A sharp fall in inflation has spurred on the Reserve Bank of Australia (RBA) to make a rate cut. This comes after inflation has been under expected levels for more than 18 months.
According to data released by the Australian Bureau of Statistics (ABS), consumer prices dropped in the March 2016 quarter, with deflation recorded at 0.2%. This is the first time this has occurred since December 2008.
This, in turn, resulted in the Australian dollar falling by more than a cent to 76.4 cents in comparison to the US dollar. The annualised rate of inflation, which is the RBAs core measure, is at a record low of 1.55%. This is well below the target inflation level of 2 to 3%, and its only the second time in 15 years that core inflation has fallen below RBA targets.
Many economists are suggesting that the lower than expected rate of inflation is a sign that the disinflationary trend will continue. This, in turn, suggests that the Australian economy is struggling to stabilise. Based on this, economists are suggesting that it may take the rest of the year for inflation to move back-up to the RBAs 2 to 3% band.

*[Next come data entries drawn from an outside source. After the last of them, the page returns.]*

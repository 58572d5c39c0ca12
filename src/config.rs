//! Configuration Module
//!
//! Handles loading and managing cache configuration from environment variables.

use std::env;
use std::path::PathBuf;
use std::time::Duration;

/// Cache configuration parameters.
///
/// All values can be configured via environment variables with sensible defaults.
#[derive(Debug, Clone)]
pub struct CacheConfig {
    /// Replacement policy selector, "LRU" or "LFU"
    pub policy: String,
    /// Maximum total size of cached bodies, in bytes
    pub max_size_bytes: u64,
    /// Resource lifetime in seconds; older entries are swept out
    pub ttl_secs: u64,
    /// Directory where cached bodies are mirrored
    pub mount_path: PathBuf,
    /// Interval between expiration sweeps, in milliseconds
    pub sweep_interval_ms: u64,
}

impl CacheConfig {
    /// Creates a new CacheConfig by loading values from environment variables.
    ///
    /// # Environment Variables
    /// - `WEBCACHE_POLICY` - Replacement policy (default: "LRU")
    /// - `WEBCACHE_MAX_SIZE_BYTES` - Capacity in bytes (default: 64 MiB)
    /// - `WEBCACHE_TTL_SECS` - Resource lifetime in seconds (default: 300)
    /// - `WEBCACHE_MOUNT_PATH` - Disk mirror directory (default: "./cache")
    /// - `WEBCACHE_SWEEP_INTERVAL_MS` - Sweep frequency in ms (default: 50)
    pub fn from_env() -> Self {
        let defaults = Self::default();
        Self {
            policy: env::var("WEBCACHE_POLICY").unwrap_or(defaults.policy),
            max_size_bytes: env::var("WEBCACHE_MAX_SIZE_BYTES")
                .ok()
                .and_then(|v| v.parse().ok())
                .unwrap_or(defaults.max_size_bytes),
            ttl_secs: env::var("WEBCACHE_TTL_SECS")
                .ok()
                .and_then(|v| v.parse().ok())
                .unwrap_or(defaults.ttl_secs),
            mount_path: env::var("WEBCACHE_MOUNT_PATH")
                .map(PathBuf::from)
                .unwrap_or(defaults.mount_path),
            sweep_interval_ms: env::var("WEBCACHE_SWEEP_INTERVAL_MS")
                .ok()
                .and_then(|v| v.parse().ok())
                .unwrap_or(defaults.sweep_interval_ms),
        }
    }

    /// Resource lifetime as a Duration.
    pub fn ttl(&self) -> Duration {
        Duration::from_secs(self.ttl_secs)
    }

    /// Sweep interval as a Duration.
    pub fn sweep_interval(&self) -> Duration {
        Duration::from_millis(self.sweep_interval_ms)
    }
}

impl Default for CacheConfig {
    fn default() -> Self {
        Self {
            policy: "LRU".to_string(),
            max_size_bytes: 64 * 1024 * 1024,
            ttl_secs: 300,
            mount_path: PathBuf::from("./cache"),
            sweep_interval_ms: 50,
        }
    }
}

The falls in CPI are said to be spread over 6 of 11 key sectors. The biggest impact came from fuel prices, which were down by 10% and from fruit, which fell 11.1%. These price falls have been offset by rising costs in secondary education – up 4.6%, pharmaceutical goods – up 4.8% and medical services – up 1.6%.
Economists are saying that global deflationary pressure, soft domestic demand and weak growth in wages could see inflation remain below target for an extended duration. However, on the brighter side of the outlook, employment rates are now at 5.7%, the lowest theyve been since September 2013.

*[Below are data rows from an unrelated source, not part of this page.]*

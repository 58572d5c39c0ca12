//! Error types for the cache engine
//!
//! Provides unified error handling using thiserror.

use thiserror::Error;

// == Cache Error Enum ==
/// Unified error type for the cache engine.
#[derive(Error, Debug)]
pub enum CacheError {
    /// An unrecognized replacement policy was supplied at construction.
    #[error("bad replacement policy {0:?}: must be one of \"LRU\" or \"LFU\"")]
    BadReplacementPolicy(String),

    /// The requested resource is not in the cache. Routine miss signal;
    /// callers recover by fetching from origin and saving the result.
    #[error("resource not found in cache: {0}")]
    NotFound(String),

    /// The resource is larger than the whole cache capacity, so it cannot
    /// be admitted no matter how much is evicted.
    #[error("resource {key:?} is {size} bytes, larger than the cache capacity of {max} bytes")]
    TooLarge { key: String, size: u64, max: u64 },

    /// The mount directory could not be created or enumerated at startup.
    /// Disk errors after construction are swallowed; only construction-time
    /// mount failures surface.
    #[error("cache mount path error: {0}")]
    Mount(#[from] std::io::Error),
}

// == Result Type Alias ==
/// Convenience Result type for the cache engine.
pub type Result<T> = std::result::Result<T, CacheError>;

Inflation fell in 6 out of 8 Australian capital cities. Darwin and Perth were the hardest hit with Darwin falling 0.9% and Perth by 0.6% over the March quarter. The inflation decline in Perth came after a 2.2% decline in home prices for the quarter, and a 2.3% fall in rents. This is said to be the effect of the demand on housing after the mining boom. Darwins fall was attributed to a falling level of domestic travel and accommodation prices dropping as a result.
Brisbane recorded a flat level of inflation, and Canberras CPI rose by 0.2%. These were the only two cities that did not experience deflation.
Despite marginal price drops in some capital cities, such as Sydney and Melbourne, the residential housing market remains strong. Owner-occupiers represent the majority of buyers, over 70%, and new home building project sales remain on target in most sectors.
Key metropolitan markets are still experiencing undersupply, and a growth in employment numbers, as well as population is fuelling further activity. New South Wales and Victorian markets continue to strengthen, despite price growth moderating. However, this was to be expected, given the explosive pricing activity witnessed in the closing months of 2015.
Undoubtedly, the questions that everyone is eager to have answered though, is will the .25% rate cut make much of a difference to inflation? And will the banks pass on the rate cut to consumers? The answers should be revealed over the coming month.